- _YOUR INSTRUCTIONS_
Determine how many lines in the entries below contain the word "UPDATE". The reply is that number alone.

Dataset entries
###
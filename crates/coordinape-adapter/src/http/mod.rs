/*
[INPUT]:  HTTP client configuration and API endpoints
[OUTPUT]: HTTP responses and typed API results
[POS]:    HTTP layer - REST API communication
[UPDATE]: When adding new endpoints or changing client behavior
*/

pub mod client;
pub mod error;
pub mod login;
pub mod public;
pub mod signature;
pub mod signed;

pub use error::{CoordinapeError, Result};
pub use signature::SignedEnvelope;

pub use client::{ApiCredential, ClientConfig, CoordinapeClient};
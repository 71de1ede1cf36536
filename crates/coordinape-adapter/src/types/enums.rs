/*
[INPUT]:  Wallet provider identities and session lifecycle
[OUTPUT]: Typed Rust enums with serialization support
[POS]:    Data layer - type definitions shared by auth and http layers
[UPDATE]: When adding connector kinds or session states
*/

use std::fmt;

use serde::{Deserialize, Serialize};

/// Which wallet provider implementation backs a connection.
#[derive(Debug, Clone, Copy, PartialEq, Eq, Hash, Serialize, Deserialize)]
#[serde(rename_all = "lowercase")]
pub enum ConnectorKind {
    Injected,
    WalletConnect,
    WalletLink,
    Fortmatic,
    Portis,
}

impl ConnectorKind {
    pub const ALL: [ConnectorKind; 5] = [
        ConnectorKind::Injected,
        ConnectorKind::WalletConnect,
        ConnectorKind::WalletLink,
        ConnectorKind::Fortmatic,
        ConnectorKind::Portis,
    ];

    pub fn as_str(&self) -> &'static str {
        match self {
            ConnectorKind::Injected => "injected",
            ConnectorKind::WalletConnect => "walletconnect",
            ConnectorKind::WalletLink => "walletlink",
            ConnectorKind::Fortmatic => "fortmatic",
            ConnectorKind::Portis => "portis",
        }
    }

    /// Progress text shown while the provider handshake is pending
    pub fn connecting_message(&self) -> &'static str {
        match self {
            ConnectorKind::Injected => "Waiting for Approval on Metamask",
            ConnectorKind::WalletConnect => "Opening QR for Wallet Connect",
            _ => "Connecting to wallet",
        }
    }
}

impl fmt::Display for ConnectorKind {
    fn fmt(&self, f: &mut fmt::Formatter<'_>) -> fmt::Result {
        f.write_str(self.as_str())
    }
}

impl std::str::FromStr for ConnectorKind {
    type Err = String;

    fn from_str(s: &str) -> Result<Self, Self::Err> {
        ConnectorKind::ALL
            .into_iter()
            .find(|kind| kind.as_str().eq_ignore_ascii_case(s.trim()))
            .ok_or_else(|| format!("unknown connector kind: {s}"))
    }
}

/// Authentication state of the single client session.
#[derive(Debug, Clone, PartialEq, Eq, Default)]
pub enum SessionState {
    #[default]
    Disconnected,
    Connecting,
    Authenticating(String),
    Authenticated(String),
    AuthFailed(String),
}

impl SessionState {
    /// Address the session is currently bound to, if any
    pub fn address(&self) -> Option<&str> {
        match self {
            SessionState::Authenticating(address)
            | SessionState::Authenticated(address)
            | SessionState::AuthFailed(address) => Some(address),
            SessionState::Disconnected | SessionState::Connecting => None,
        }
    }

    pub fn is_authenticated(&self) -> bool {
        matches!(self, SessionState::Authenticated(_))
    }
}

/// Which cached tokens a provider error removes.
#[derive(Debug, Clone, Copy, PartialEq, Eq, Default, Serialize, Deserialize)]
#[serde(rename_all = "lowercase")]
pub enum ErrorPurge {
    /// Keep every cached token
    None,
    /// Drop only the token of the address that was active
    #[default]
    Active,
    /// Drop the whole token map
    All,
}
/*
[INPUT]:  Parsed CLI subcommands
[OUTPUT]: Interactive helpers used by the binary
[POS]:    CLI layer - binary-only modules
[UPDATE]: When adding interactive commands
*/

pub mod init;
###
- _RESULT OF THIS EXERCISE_
3